小田原の中小企業の鋳造技術、宇宙へ 小型探査機の脚に装着する衝撃吸収材を提供 20日に月面着陸挑戦

手元に残された試作途中の衝撃吸収材と探査機の着陸の様子を描いた図を手にするコイワイの小岩井専務

 宇宙航空研究開発機構(JAXA)が開発し、20日に月面着陸に挑戦する小型探査機「SLIM(スリム)」には神奈川県小田原の鋳物製造「コイワイ」(小岩井豊己社長)の技術が採用されている。着陸が成功すれば、旧ソ連、米国、中国、インドに続き5カ国目。ただし従来の各国の着陸精度は数キロから十数キロの範囲で、スリムが狙う100メートル以内のピンポイント着陸を成功させれば、世界でも前例がないものになる。コイワイはその成否を左右するといえる、探査機の脚に装着する衝撃吸収材を提供した。
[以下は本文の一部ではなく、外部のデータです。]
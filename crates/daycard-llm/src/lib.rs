//! Chat-completions client for the daycard pipeline.
//!
//! `daycard-llm` is the thin layer between the card generator and an
//! OpenRouter-compatible chat completions endpoint. It knows how to send a
//! system + user message pair and pull the text payload back out; it knows
//! nothing about cards, history, or validation.
//!
//! # Where to find things
//!
//! - **Send a raw request:** [`OpenRouterClient::chat`] with a [`ChatRequest`].
//! - **Generate text behind a substitutable seam:** the
//!   [`TextGenerator`](generate::TextGenerator) trait and its production
//!   implementation [`ChatGenerator`](generate::ChatGenerator), built from a
//!   [`GenerationConfig`](generate::GenerationConfig).
//! - **Bound the number of attempts:** [`RetryConfig`](api::retry::RetryConfig)
//!   holds the attempt budget and backoff schedule.
//! - **Handle failures:** every transport problem is a [`GenerationError`].

pub mod api;
pub mod error;
pub mod generate;

use serde::{Deserialize, Serialize};
use std::time::{Duration, Instant};
use tracing::{debug, trace};

pub use api::RetryConfig;
pub use error::GenerationError;
pub use generate::{ChatGenerator, GenerateFuture, GenerationConfig, TextGenerator};

// ── Constants ──────────────────────────────────────────────────────

pub const OPENROUTER_URL: &str = "https://openrouter.ai/api/v1/chat/completions";

/// Default model for card generation.
pub const DEFAULT_MODEL: &str = "openai/gpt-4.1-mini";

/// Default HTTP timeout for a single request.
pub const DEFAULT_REQUEST_TIMEOUT: Duration = Duration::from_secs(120);

// ── Request types ──────────────────────────────────────────────────

/// Chat completion request body. Unused optional fields are omitted from
/// serialization.
#[derive(Serialize, Debug, Default)]
pub struct ChatRequest {
    pub model: String,
    pub messages: Vec<Message>,
    #[serde(skip_serializing_if = "is_zero_u32")]
    pub max_tokens: u32,
    #[serde(skip_serializing_if = "is_zero_f32")]
    pub temperature: f32,
}

fn is_zero_u32(v: &u32) -> bool {
    *v == 0
}
fn is_zero_f32(v: &f32) -> bool {
    *v == 0.0
}

// ── Message types ──────────────────────────────────────────────────

/// Role of a message in the conversation.
#[derive(Serialize, Clone, Debug, PartialEq, Eq)]
#[serde(rename_all = "lowercase")]
pub enum MessageRole {
    System,
    User,
}

/// A message in the conversation.
#[derive(Serialize, Clone, Debug)]
pub struct Message {
    pub role: MessageRole,
    pub content: String,
}

impl Message {
    pub fn system(content: impl Into<String>) -> Self {
        Self {
            role: MessageRole::System,
            content: content.into(),
        }
    }

    pub fn user(content: impl Into<String>) -> Self {
        Self {
            role: MessageRole::User,
            content: content.into(),
        }
    }
}

// ── Response types ─────────────────────────────────────────────────

#[derive(Deserialize, Debug)]
struct RawChatResponse {
    choices: Option<Vec<RawChoice>>,
    error: Option<ApiErrorResponse>,
    #[serde(default)]
    usage: Option<UsageInfo>,
}

#[derive(Deserialize, Debug)]
struct RawChoice {
    message: RawResponseMessage,
    finish_reason: Option<String>,
}

#[derive(Deserialize, Debug)]
struct RawResponseMessage {
    content: Option<String>,
}

#[derive(Deserialize, Debug)]
struct ApiErrorResponse {
    message: String,
}

/// Clean return type from [`OpenRouterClient::chat`].
#[derive(Debug)]
pub struct ChatCompletion {
    pub content: Option<String>,
    pub usage: Option<UsageInfo>,
    pub finish_reason: Option<String>,
}

/// Token usage statistics.
#[derive(Deserialize, Debug, Clone)]
pub struct UsageInfo {
    pub prompt_tokens: Option<u32>,
    pub completion_tokens: Option<u32>,
    pub total_tokens: Option<u32>,
}

// ── Client ─────────────────────────────────────────────────────────

/// Async HTTP client for an OpenRouter-compatible chat completions API.
pub struct OpenRouterClient {
    client: reqwest::Client,
    api_key: String,
    endpoint: String,
    referer: String,
    title: String,
}

impl std::fmt::Debug for OpenRouterClient {
    fn fmt(&self, f: &mut std::fmt::Formatter<'_>) -> std::fmt::Result {
        f.debug_struct("OpenRouterClient")
            .field("endpoint", &self.endpoint)
            .field("title", &self.title)
            .finish_non_exhaustive()
    }
}

impl OpenRouterClient {
    /// Create a client with the default headers whose requests give up
    /// after `timeout`.
    pub fn with_timeout(
        api_key: impl Into<String>,
        timeout: Duration,
    ) -> Result<Self, GenerationError> {
        let client = reqwest::Client::builder()
            .user_agent(concat!("daycard/", env!("CARGO_PKG_VERSION")))
            .timeout(timeout)
            .build()
            .map_err(|e| {
                GenerationError::Request(format!("failed to build HTTP client: {e}"))
            })?;
        Ok(Self {
            client,
            api_key: api_key.into(),
            endpoint: OPENROUTER_URL.to_string(),
            referer: "https://github.com/daycard".to_string(),
            title: "daycard".to_string(),
        })
    }

    /// Point the client at a different chat completions URL.
    pub fn with_endpoint(mut self, endpoint: impl Into<String>) -> Self {
        self.endpoint = endpoint.into();
        self
    }

    /// Send a chat completion request.
    pub async fn chat(&self, body: &ChatRequest) -> Result<ChatCompletion, GenerationError> {
        debug!(
            "LLM request: model={}, messages={}, max_tokens={}, temp={}",
            body.model,
            body.messages.len(),
            body.max_tokens,
            body.temperature,
        );
        trace!(
            "Request payload size: {} bytes",
            serde_json::to_string(body).map_or(0, |s| s.len())
        );

        let start = Instant::now();

        let resp = self
            .client
            .post(&self.endpoint)
            .header("Authorization", format!("Bearer {}", self.api_key))
            .header("HTTP-Referer", &self.referer)
            .header("X-Title", &self.title)
            .json(body)
            .send()
            .await
            .map_err(|e| {
                if e.is_timeout() {
                    GenerationError::Timeout(start.elapsed())
                } else {
                    GenerationError::Request(e.to_string())
                }
            })?;

        let status = resp.status();
        let text = resp
            .text()
            .await
            .map_err(|e| GenerationError::Request(format!("failed to read response: {e}")))?;

        debug!(
            "LLM response: HTTP {} in {:.1}s ({} bytes)",
            status,
            start.elapsed().as_secs_f64(),
            text.len()
        );

        if !status.is_success() {
            return Err(GenerationError::Http {
                status: status.as_u16(),
                body: text,
            });
        }

        let parsed: RawChatResponse =
            serde_json::from_str(&text).map_err(|e| GenerationError::Decode(e.to_string()))?;

        if let Some(err) = parsed.error {
            return Err(GenerationError::Api(err.message));
        }

        if let Some(ref usage) = parsed.usage {
            debug!(
                "Token usage: prompt={}, completion={}, total={}",
                usage.prompt_tokens.unwrap_or(0),
                usage.completion_tokens.unwrap_or(0),
                usage.total_tokens.unwrap_or(0),
            );
        }

        let choice = parsed.choices.and_then(|c| c.into_iter().next());
        Ok(match choice {
            Some(c) => ChatCompletion {
                content: c.message.content,
                usage: parsed.usage,
                finish_reason: c.finish_reason,
            },
            None => {
                debug!("LLM output: empty (no choices)");
                ChatCompletion {
                    content: None,
                    usage: parsed.usage,
                    finish_reason: None,
                }
            }
        })
    }
}
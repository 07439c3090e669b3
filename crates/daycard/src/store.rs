//! JSON persistence for the history and today documents.
//!
//! Loads never fail: a missing, unreadable, or corrupt document is replaced by
//! the caller's default. Saves are atomic (temp file in the same directory,
//! then rename), so a later load sees either the old or the new document.

use std::io;
use std::path::{Path, PathBuf};

use serde::Serialize;
use serde::de::DeserializeOwned;
use tracing::{debug, warn};

use crate::cards::TodaySet;
use crate::history::History;

pub const DEFAULT_HISTORY_PATH: &str = "history.json";
pub const DEFAULT_TODAY_PATH: &str = "today.json";

/// Fatal persistence failures.
#[derive(Debug, thiserror::Error)]
pub enum StorageError {
    #[error("failed to write {}: {source}", .path.display())]
    Write {
        path: PathBuf,
        #[source]
        source: io::Error,
    },

    #[error("failed to serialize {}: {source}", .path.display())]
    Serialize {
        path: PathBuf,
        #[source]
        source: serde_json::Error,
    },
}

/// Owner of the two persisted documents.
#[derive(Debug, Clone)]
pub struct StateStore {
    history_path: PathBuf,
    today_path: PathBuf,
}

impl Default for StateStore {
    fn default() -> Self {
        Self::new(DEFAULT_HISTORY_PATH, DEFAULT_TODAY_PATH)
    }
}

impl StateStore {
    pub fn new(history_path: impl Into<PathBuf>, today_path: impl Into<PathBuf>) -> Self {
        Self {
            history_path: history_path.into(),
            today_path: today_path.into(),
        }
    }

    pub fn history_path(&self) -> &Path {
        &self.history_path
    }

    pub fn today_path(&self) -> &Path {
        &self.today_path
    }

    pub fn load_history(&self) -> History {
        load_json(&self.history_path, History::default())
    }

    /// The last persisted set, if any.
    pub fn load_today(&self) -> Option<TodaySet> {
        load_json(&self.today_path, None)
    }

    pub fn save_history(&self, history: &History) -> Result<(), StorageError> {
        save_json(&self.history_path, history)
    }

    pub fn save_today(&self, today: &TodaySet) -> Result<(), StorageError> {
        save_json(&self.today_path, today)
    }

    /// Persist the pair: history first, then today.
    ///
    /// If the today write fails, the previous history document is put back
    /// before the error is returned. A history that could not be read
    /// beforehand is left as newly written.
    pub fn commit(&self, history: &History, today: &TodaySet) -> Result<(), StorageError> {
        let previous = Snapshot::take(&self.history_path);
        self.save_history(history)?;

        if let Err(err) = self.save_today(today) {
            if let Err(restore_err) = previous.restore(&self.history_path) {
                warn!("could not restore previous history: {restore_err}");
            }
            return Err(err);
        }
        Ok(())
    }
}

/// Contents of a document before it is overwritten.
#[derive(Debug, PartialEq, Eq)]
enum Snapshot {
    Bytes(Vec<u8>),
    Absent,
    Unreadable,
}

impl Snapshot {
    fn take(path: &Path) -> Self {
        match std::fs::read(path) {
            Ok(bytes) => Snapshot::Bytes(bytes),
            Err(e) if e.kind() == io::ErrorKind::NotFound => Snapshot::Absent,
            Err(e) => {
                warn!("cannot read {} before overwriting it: {e}", path.display());
                Snapshot::Unreadable
            }
        }
    }

    fn restore(self, path: &Path) -> Result<(), StorageError> {
        match self {
            Snapshot::Bytes(bytes) => write_atomic(path, &bytes),
            Snapshot::Absent => std::fs::remove_file(path).map_err(|source| StorageError::Write {
                path: path.to_path_buf(),
                source,
            }),
            Snapshot::Unreadable => {
                warn!("leaving {} as newly written", path.display());
                Ok(())
            }
        }
    }
}

/// Read `path` as JSON, or return `default` if that is not possible.
pub fn load_json<T: DeserializeOwned>(path: &Path, default: T) -> T {
    let text = match std::fs::read_to_string(path) {
        Ok(text) => text,
        Err(e) if e.kind() == io::ErrorKind::NotFound => {
            debug!("{} not found, using default", path.display());
            return default;
        }
        Err(e) => {
            warn!("failed to read {}: {e}; using default", path.display());
            return default;
        }
    };
    match serde_json::from_str(&text) {
        Ok(value) => value,
        Err(e) => {
            warn!("failed to parse {}: {e}; using default", path.display());
            default
        }
    }
}

/// Pretty-print `value` and atomically replace `path` with it.
pub fn save_json<T: Serialize + ?Sized>(path: &Path, value: &T) -> Result<(), StorageError> {
    let mut json = serde_json::to_string_pretty(value).map_err(|source| {
        StorageError::Serialize {
            path: path.to_path_buf(),
            source,
        }
    })?;
    json.push('\n');
    write_atomic(path, json.as_bytes())?;
    debug!("wrote {} ({} bytes)", path.display(), json.len());
    Ok(())
}

fn write_atomic(path: &Path, bytes: &[u8]) -> Result<(), StorageError> {
    let write_err = |source| StorageError::Write {
        path: path.to_path_buf(),
        source,
    };

    let dir = match path.parent() {
        Some(dir) if !dir.as_os_str().is_empty() => {
            std::fs::create_dir_all(dir).map_err(write_err)?;
            dir.to_path_buf()
        }
        _ => PathBuf::from("."),
    };
    let file_name = path
        .file_name()
        .map(|n| n.to_string_lossy().into_owned())
        .unwrap_or_else(|| "state".to_string());
    let tmp_path = dir.join(format!(".{file_name}.tmp"));

    std::fs::write(&tmp_path, bytes).map_err(write_err)?;
    if let Err(e) = std::fs::rename(&tmp_path, path) {
        let _ = std::fs::remove_file(&tmp_path);
        return Err(write_err(e));
    }
    Ok(())
}
//! Attempt budgeting for calls to the model.
//!
//! - [`retry`]: how many attempts a run may spend and how long to wait
//!   between them (exponential backoff with deterministic jitter).

pub mod retry;

pub use retry::RetryConfig;
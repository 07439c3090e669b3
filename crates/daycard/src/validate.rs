//! Validation of model output.
//!
//! [`validate`] checks a parsed JSON candidate against the card schema and
//! the banned-word set, stopping at the first violation:
//!
//! 1. The candidate is an array of exactly 3 elements.
//! 2. For each item in order: it is an object, every required field is a
//!    non-empty string after trimming, and its trimmed `word` is not banned.
//! 3. Item 0 is `lang=en, length=short`.
//! 4. Item 1 is `lang=en, length=long`.
//! 5. Item 2 is `lang=jp` with a `level` starting with `N3`.
//!
//! [`accept`] runs the same checks and then builds the typed [`TodaySet`].

use serde_json::{Map, Value};

use crate::cards::{Card, CardLength, Lang, TodaySet};
use crate::history::BannedWords;

/// Fields every card must carry as non-empty strings.
pub const REQUIRED_FIELDS: [&str; 6] =
    ["lang", "word", "situation", "example", "sentence", "meaning"];

/// Number of cards in a day's set.
pub const CARDS_PER_DAY: usize = 3;

/// Why a candidate was rejected.
#[derive(Debug, Clone, PartialEq, Eq, thiserror::Error)]
pub enum ValidationError {
    #[error("output must be an array of 3 objects")]
    NotAnArray,

    #[error("output must contain exactly 3 items, got {0}")]
    WrongCount(usize),

    #[error("item {index} is not an object")]
    NotAnObject { index: usize },

    #[error("item {index} missing/empty field: {field}")]
    MissingField { index: usize, field: &'static str },

    #[error("item {index} field {field} must be a string")]
    NotAString { index: usize, field: &'static str },

    #[error("banned word reused in item {index}: {word}")]
    BannedWord { index: usize, word: String },

    #[error("item {index} must be {expected}")]
    WrongSlot { index: usize, expected: &'static str },
}

/// Check `candidate` against the schema and the banned-word set.
pub fn validate(candidate: &Value, banned: &BannedWords) -> Result<(), ValidationError> {
    let items = slots(candidate)?;

    for (index, item) in items.iter().enumerate() {
        let obj = item
            .as_object()
            .ok_or(ValidationError::NotAnObject { index })?;
        for field in REQUIRED_FIELDS {
            required_str(obj, index, field)?;
        }
        let word = required_str(obj, index, "word")?;
        if banned.contains(word) {
            return Err(ValidationError::BannedWord {
                index,
                word: word.to_string(),
            });
        }
    }

    check_english(&items[0], 0, CardLength::Short)?;
    check_english(&items[1], 1, CardLength::Long)?;
    check_japanese(&items[2], 2)?;
    Ok(())
}

/// Validate `candidate` and convert it into a [`TodaySet`].
///
/// Text fields are stored trimmed. English cards keep their `length`, the
/// Japanese card keeps its `level`; any other keys are dropped.
pub fn accept(candidate: &Value, banned: &BannedWords) -> Result<TodaySet, ValidationError> {
    validate(candidate, banned)?;
    let items = slots(candidate)?;

    let en_short = Card {
        length: Some(CardLength::Short),
        ..base_card(&items[0], 0, Lang::En)?
    };
    let en_long = Card {
        length: Some(CardLength::Long),
        ..base_card(&items[1], 1, Lang::En)?
    };
    let jp = Card {
        level: Some(level_of(&items[2]).unwrap_or_default().trim().to_string()),
        ..base_card(&items[2], 2, Lang::Jp)?
    };
    Ok(TodaySet::new([en_short, en_long, jp]))
}

fn slots(candidate: &Value) -> Result<&[Value], ValidationError> {
    let items = candidate.as_array().ok_or(ValidationError::NotAnArray)?;
    if items.len() != CARDS_PER_DAY {
        return Err(ValidationError::WrongCount(items.len()));
    }
    Ok(items.as_slice())
}

/// Trimmed value of a required string field.
fn required_str<'a>(
    obj: &'a Map<String, Value>,
    index: usize,
    field: &'static str,
) -> Result<&'a str, ValidationError> {
    match obj.get(field) {
        None | Some(Value::Null) => Err(ValidationError::MissingField { index, field }),
        Some(Value::String(s)) if s.trim().is_empty() => {
            Err(ValidationError::MissingField { index, field })
        }
        Some(Value::String(s)) => Ok(s.trim()),
        Some(_) => Err(ValidationError::NotAString { index, field }),
    }
}

fn check_english(item: &Value, index: usize, length: CardLength) -> Result<(), ValidationError> {
    let ok = item.get("lang").and_then(Value::as_str) == Some(Lang::En.as_str())
        && item.get("length").and_then(Value::as_str) == Some(length.as_str());
    if ok {
        Ok(())
    } else {
        Err(ValidationError::WrongSlot {
            index,
            expected: match length {
                CardLength::Short => "English short with length=short",
                CardLength::Long => "English long with length=long",
            },
        })
    }
}

fn check_japanese(item: &Value, index: usize) -> Result<(), ValidationError> {
    let lang_ok = item.get("lang").and_then(Value::as_str) == Some(Lang::Jp.as_str());
    let level_ok = level_of(item).is_some_and(|level| level.starts_with("N3"));
    if lang_ok && level_ok {
        Ok(())
    } else {
        Err(ValidationError::WrongSlot {
            index,
            expected: "Japanese with level starting N3",
        })
    }
}

fn level_of(item: &Value) -> Option<&str> {
    item.get("level").and_then(Value::as_str)
}

fn base_card(item: &Value, index: usize, lang: Lang) -> Result<Card, ValidationError> {
    let obj = item
        .as_object()
        .ok_or(ValidationError::NotAnObject { index })?;
    let text = |field| required_str(obj, index, field).map(str::to_string);
    Ok(Card {
        lang,
        word: text("word")?,
        situation: text("situation")?,
        example: text("example")?,
        sentence: text("sentence")?,
        meaning: text("meaning")?,
        length: None,
        level: None,
    })
}

#[cfg(test)]
mod tests {
    use super::*;
    use serde_json::json;

    fn item(lang: &str, word: &str) -> Value {
        json!({
            "lang": lang,
            "word": word,
            "situation": "someone is running late",
            "example": "a colleague texts before the 10am meeting",
            "sentence": "No worries, take your time.",
            "meaning": "괜찮아요, 천천히 오세요.",
        })
    }

    fn candidate(words: [&str; 3]) -> Value {
        let mut short = item("en", words[0]);
        short["length"] = json!("short");
        let mut long = item("en", words[1]);
        long["length"] = json!("long");
        let mut jp = item("jp", words[2]);
        jp["level"] = json!("N3+");
        json!([short, long, jp])
    }

    fn none() -> BannedWords {
        BannedWords::default()
    }

    #[test]
    fn accepts_well_formed_candidate() {
        let value = candidate(["postpone", "follow up on", "見送る"]);
        assert_eq!(validate(&value, &none()), Ok(()));
    }

    #[test]
    fn rejects_non_array() {
        assert_eq!(
            validate(&json!({"cards": []}), &none()),
            Err(ValidationError::NotAnArray)
        );
    }

    #[test]
    fn rejects_wrong_count() {
        let mut value = candidate(["a", "b", "c"]);
        value.as_array_mut().unwrap().pop();
        assert_eq!(validate(&value, &none()), Err(ValidationError::WrongCount(2)));

        let mut value = candidate(["a", "b", "c"]);
        value.as_array_mut().unwrap().push(item("en", "d"));
        assert_eq!(validate(&value, &none()), Err(ValidationError::WrongCount(4)));
    }

    #[test]
    fn rejects_non_object_item() {
        let mut value = candidate(["a", "b", "c"]);
        value[1] = json!("card");
        assert_eq!(
            validate(&value, &none()),
            Err(ValidationError::NotAnObject { index: 1 })
        );
    }

    #[test]
    fn rejects_missing_and_blank_fields() {
        for field in REQUIRED_FIELDS {
            let mut value = candidate(["a", "b", "c"]);
            value[2].as_object_mut().unwrap().remove(field);
            assert_eq!(
                validate(&value, &none()),
                Err(ValidationError::MissingField { index: 2, field })
            );

            let mut value = candidate(["a", "b", "c"]);
            value[0][field] = json!("   ");
            assert_eq!(
                validate(&value, &none()),
                Err(ValidationError::MissingField { index: 0, field })
            );
        }
    }

    #[test]
    fn rejects_non_string_field() {
        let mut value = candidate(["a", "b", "c"]);
        value[0]["example"] = json!(42);
        assert_eq!(
            validate(&value, &none()),
            Err(ValidationError::NotAString {
                index: 0,
                field: "example"
            })
        );
    }

    #[test]
    fn rejects_banned_word_in_any_position_after_trimming() {
        let banned: BannedWords = ["deadline"].into_iter().collect();
        for index in 0..3 {
            let mut words = ["postpone", "follow up on", "見送る"];
            words[index] = " deadline ";
            let err = validate(&candidate(words), &banned).unwrap_err();
            assert_eq!(
                err,
                ValidationError::BannedWord {
                    index,
                    word: "deadline".to_string()
                }
            );
        }
    }

    #[test]
    fn banned_check_is_exact_match_only() {
        let banned: BannedWords = ["deadline"].into_iter().collect();
        let value = candidate(["Deadline", "deadlines", "見送る"]);
        assert_eq!(validate(&value, &banned), Ok(()));
    }

    #[test]
    fn field_check_runs_before_banned_check_of_later_items() {
        let banned: BannedWords = ["c"].into_iter().collect();
        let mut value = candidate(["a", "b", "c"]);
        value[1].as_object_mut().unwrap().remove("meaning");
        assert_eq!(
            validate(&value, &banned),
            Err(ValidationError::MissingField {
                index: 1,
                field: "meaning"
            })
        );
    }

    #[test]
    fn rejects_slot_violations() {
        let mut value = candidate(["a", "b", "c"]);
        value[0]["length"] = json!("long");
        assert!(matches!(
            validate(&value, &none()),
            Err(ValidationError::WrongSlot { index: 0, .. })
        ));

        let mut value = candidate(["a", "b", "c"]);
        value[1]["lang"] = json!("jp");
        assert!(matches!(
            validate(&value, &none()),
            Err(ValidationError::WrongSlot { index: 1, .. })
        ));

        let mut value = candidate(["a", "b", "c"]);
        value[1].as_object_mut().unwrap().remove("length");
        assert!(matches!(
            validate(&value, &none()),
            Err(ValidationError::WrongSlot { index: 1, .. })
        ));

        let mut value = candidate(["a", "b", "c"]);
        value[2]["level"] = json!("N4");
        assert!(matches!(
            validate(&value, &none()),
            Err(ValidationError::WrongSlot { index: 2, .. })
        ));

        let mut value = candidate(["a", "b", "c"]);
        value[2].as_object_mut().unwrap().remove("level");
        assert!(matches!(
            validate(&value, &none()),
            Err(ValidationError::WrongSlot { index: 2, .. })
        ));
    }

    #[test]
    fn level_only_needs_the_n3_prefix() {
        for level in ["N3", "N3+", "N3-N2"] {
            let mut value = candidate(["a", "b", "c"]);
            value[2]["level"] = json!(level);
            assert_eq!(validate(&value, &none()), Ok(()), "level {level}");
        }
    }

    #[test]
    fn error_messages_name_the_rule() {
        assert_eq!(
            ValidationError::MissingField {
                index: 1,
                field: "word"
            }
            .to_string(),
            "item 1 missing/empty field: word"
        );
        assert_eq!(
            ValidationError::BannedWord {
                index: 0,
                word: "deadline".into()
            }
            .to_string(),
            "banned word reused in item 0: deadline"
        );
    }

    #[test]
    fn accept_builds_trimmed_typed_set() {
        let mut value = candidate(["  postpone ", "follow up on", "見送る"]);
        value[2]["length"] = json!("short");
        value[0]["extra"] = json!("ignored");

        let set = accept(&value, &none()).unwrap();
        assert_eq!(set.words(), ["postpone", "follow up on", "見送る"]);

        let cards = set.cards();
        assert_eq!(cards[0].length, Some(CardLength::Short));
        assert_eq!(cards[1].length, Some(CardLength::Long));
        assert_eq!(cards[2].lang, Lang::Jp);
        assert_eq!(cards[2].level.as_deref(), Some("N3+"));
        assert_eq!(cards[2].length, None);
    }

    #[test]
    fn accept_propagates_validation_error() {
        let banned: BannedWords = ["postpone"].into_iter().collect();
        let value = candidate(["postpone", "b", "c"]);
        assert!(matches!(
            accept(&value, &banned),
            Err(ValidationError::BannedWord { .. })
        ));
    }
}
 1973年創業のコイワイは、鋳物製造販売で短納期の試作を強みにする独立系の中小企業で、自動車メーカー各社のエンジン部品を造ってきた。従来製品は職人技に頼る一方、デジタル化の波をいち早く捉え、国内業界の先駆けとなる3Dプリンターを十数年前から導入。特に金属を溶融しながら成形できる金属3Dプリンターを取り入れたことが、宇宙への道を開いた。

 JAXAの今回のミッションには、月への高精度着陸技術を実証すると同時に、軽量な探査システムを実現し、月惑星探査の高頻度化に貢献する目的がある。

 搭載された衝撃吸収材は、アルミニウム製の半円球でおおよそ直径18センチ、重さ400グラム。実証機スリムの5本の脚先に装着された。立体的に網目を巡らした構造で、月面に接触する際につぶれることで確実な着陸を実現するという。

 昨年9月7日に鹿児島県から国産のH2Aロケット47号機で打ち上げられたスリムは、無事に月の周回軌道に投入され航行中。側面のカメラで撮影画像と月面の地図を照合しながら自らの位置を推定し、ピンポイント着陸を目指している。